4/20/2005 c24 luckyducky315
ok, i just finished this story and i would like to tell you how much i enjoyed reading it. It was truly wonderful and i'd also like to wish you luck with getting your work published. you're a great writer and im almost positive your dream will come true. Best wishes, Sam
4/20/2005 c24 1Madcow13
Another enjoyable story about a blindwoman. I'm not sure which I preferred out of the two though. They were both individual and great in their own ways. The endless problems were frustrating but even more worthwhile when they were solved.
4/18/2005 c24 Madee
I liked it so much that I just couldnĀ“t stop reading! The historical accuracy was good at least to me. The only thing is that Logan should be called lord H instead of Mr. Just a sugestion, it would be only romantic, you could try doing some research about braille. I just thought that if there was books printed in braille on that time it would be rather sweet if Logan gifted her with one. I admired many things in Lily, one of them was the way she clinged to whatever independence she could find in spite of her blindness. But I also thought she gave in too easily to lust. I also would add that the part she was discovered did not make much sense. I mean she was thirteen when she left home ando she probably changed a great deal. Other than that I would find very nice if you gave more details about how her uncle arranged the accidents and twisted the wills.

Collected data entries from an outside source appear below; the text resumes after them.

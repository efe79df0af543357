use std::{
    collections::HashSet,
    net::Ipv4Addr,
    sync::Arc,
};

use log::{debug, info, warn};
use tokio::sync::Mutex;
use tokio_util::sync::CancellationToken;

use crate::constants::{DRAIN_DELAY_PER_NOTIFIER, FINAL_HOP_DELAY, MAX_CONTINUOUS_FAILURES};
use crate::error::Result;
use crate::hop::Hop;
use crate::notification::{HopNotifier, HopStream};
use crate::probe::{ProbePort, ProbeRequest};
use crate::resolver::HostResolver;
use crate::tracer::TraceOutcome;

/// Subscribers of one trace.
#[derive(Debug)]
pub(crate) struct SessionHub {
    capacity: usize,
    state: Mutex<HubState>,
}

#[derive(Debug, Default)]
struct HubState {
    notifiers: Vec<Arc<HopNotifier>>,
    closed: bool,
}

impl SessionHub {
    pub(crate) fn new(capacity: usize) -> Self {
        Self {
            capacity,
            state: Mutex::new(HubState::default()),
        }
    }

    /// Adds a subscriber, `None` once the trace has shut its subscribers down.
    pub(crate) async fn register(&self) -> Option<HopStream> {
        let mut state = self.state.lock().await;
        if state.closed {
            return None;
        }
        let (notifier, stream) = HopNotifier::new(self.capacity);
        state.notifiers.push(Arc::new(notifier));
        Some(stream)
    }

    async fn publish(&self, hop: &Arc<Hop>) {
        let notifiers = self.state.lock().await.notifiers.clone();
        futures::future::join_all(
            notifiers
                .iter()
                .map(|notifier| notifier.publish(Arc::clone(hop))),
        )
        .await;
    }

    /// Lets in-flight hops drain, then ends every subscriber's stream.
    async fn shutdown(&self) {
        let notifiers = {
            let mut state = self.state.lock().await;
            state.closed = true;
            state.notifiers.clone()
        };
        tokio::time::sleep(DRAIN_DELAY_PER_NOTIFIER * notifiers.len() as u32).await;
        for notifier in notifiers {
            notifier.close().await;
        }
    }

    #[cfg(test)]
    pub(crate) async fn subscriber_count(&self) -> usize {
        self.state.lock().await.notifiers.len()
    }
}

/// State of one trace: the TTL cursor and its counters, the hops found so far
/// and the addresses already seen.
pub(crate) struct ProbeSession<'a, P> {
    port: &'a P,
    resolver: &'a HostResolver,
    hub: Arc<SessionHub>,
    request: ProbeRequest,
    max_hops: u8,
    retries: usize,
    hops: Vec<Arc<Hop>>,
    seen: HashSet<Ipv4Addr>,
    retry: usize,
    continuous_failures: usize,
}

impl<'a, P: ProbePort> ProbeSession<'a, P> {
    pub(crate) fn new(
        port: &'a P,
        resolver: &'a HostResolver,
        hub: Arc<SessionHub>,
        request: ProbeRequest,
        max_hops: u8,
        retries: usize,
    ) -> Self {
        Self {
            port,
            resolver,
            hub,
            request,
            max_hops,
            retries,
            hops: Vec::with_capacity(usize::from(max_hops)),
            seen: HashSet::new(),
            retry: 0,
            continuous_failures: 0,
        }
    }

    /// Probes until the trace ends, then closes every subscriber.
    ///
    /// The hops found before a fatal error are returned along with it.
    pub(crate) async fn run(mut self, cancel: Option<&CancellationToken>) -> TraceOutcome {
        let result = self.probe_loop(cancel).await;
        if let Err(err) = &result {
            warn!(
                "trace to {} aborted at ttl {}, reason: {}",
                self.request.destination, self.request.ttl, err
            );
        }
        self.hub.shutdown().await;
        TraceOutcome {
            hops: self.hops,
            error: result.err(),
        }
    }

    async fn probe_loop(&mut self, cancel: Option<&CancellationToken>) -> Result<()> {
        let destination = self.request.destination;
        loop {
            if cancel.is_some_and(CancellationToken::is_cancelled) {
                info!("trace to {} cancelled at ttl {}", destination, self.request.ttl);
                return Ok(());
            }

            let hop = match self.port.attempt(self.request).await? {
                None => {
                    if self.retry < self.retries {
                        self.retry += 1;
                        debug!(
                            "ttl {} unanswered, retry {}/{}",
                            self.request.ttl, self.retry, self.retries
                        );
                        continue;
                    }
                    self.continuous_failures += 1;
                    Arc::new(Hop::unanswered(self.request.ttl))
                }
                Some(reply) => {
                    self.continuous_failures = 0;
                    if !self.seen.insert(reply.address) {
                        info!(
                            "{} answered again at ttl {}, routing loop, stopping",
                            reply.address, self.request.ttl
                        );
                        return Ok(());
                    }
                    let hop = Arc::new(Hop::reply(reply.address, self.request.ttl, reply.elapsed));
                    self.resolver.spawn(&hop);
                    hop
                }
            };

            debug!("{}", hop);
            let reached = hop.address() == Some(destination);
            self.record(hop).await;
            self.retry = 0;
            self.request.ttl = self.request.ttl.saturating_add(1);

            if reached {
                info!("reached {} in {} hops", destination, self.hops.len());
                return Ok(());
            }

            if self.request.ttl >= self.max_hops
                || self.continuous_failures >= MAX_CONTINUOUS_FAILURES
            {
                info!(
                    "giving up on {} at ttl {} after {} unanswered hops in a row",
                    destination, self.request.ttl, self.continuous_failures
                );
                tokio::time::sleep(FINAL_HOP_DELAY).await;
                let last = Arc::new(Hop::assumed_destination(destination, self.request.ttl));
                self.record(last).await;
                return Ok(());
            }
        }
    }

    async fn record(&mut self, hop: Arc<Hop>) {
        self.hub.publish(&hop).await;
        self.hops.push(hop);
    }
}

The love between Logan and Lily was beautiful! Oh, and i would be nice if you marked more the diferences between Rebecca and Lily, specially if you put the 3 together in a scene. I probably sound too critical, but again I really liked the story and rather think it deserves to be published someday.
4/16/2005 c24 LiL MeE
dude.. awesome story.. =) absolutely lurved it!.. i feel sorry for the girl but 'all's well that ends well'.. lol.. thanks for that!. i hope that your aspiration to be a published writer will be fulfilled.. i assure you, you'll do just fine!. your writing is incredible.
4/9/2005 c23 l'ilmissnitpick
very cute, but slight problem-why in the hell would lilly's uncle keep and incriminating will in his safe. the obvious answer would be to burn it!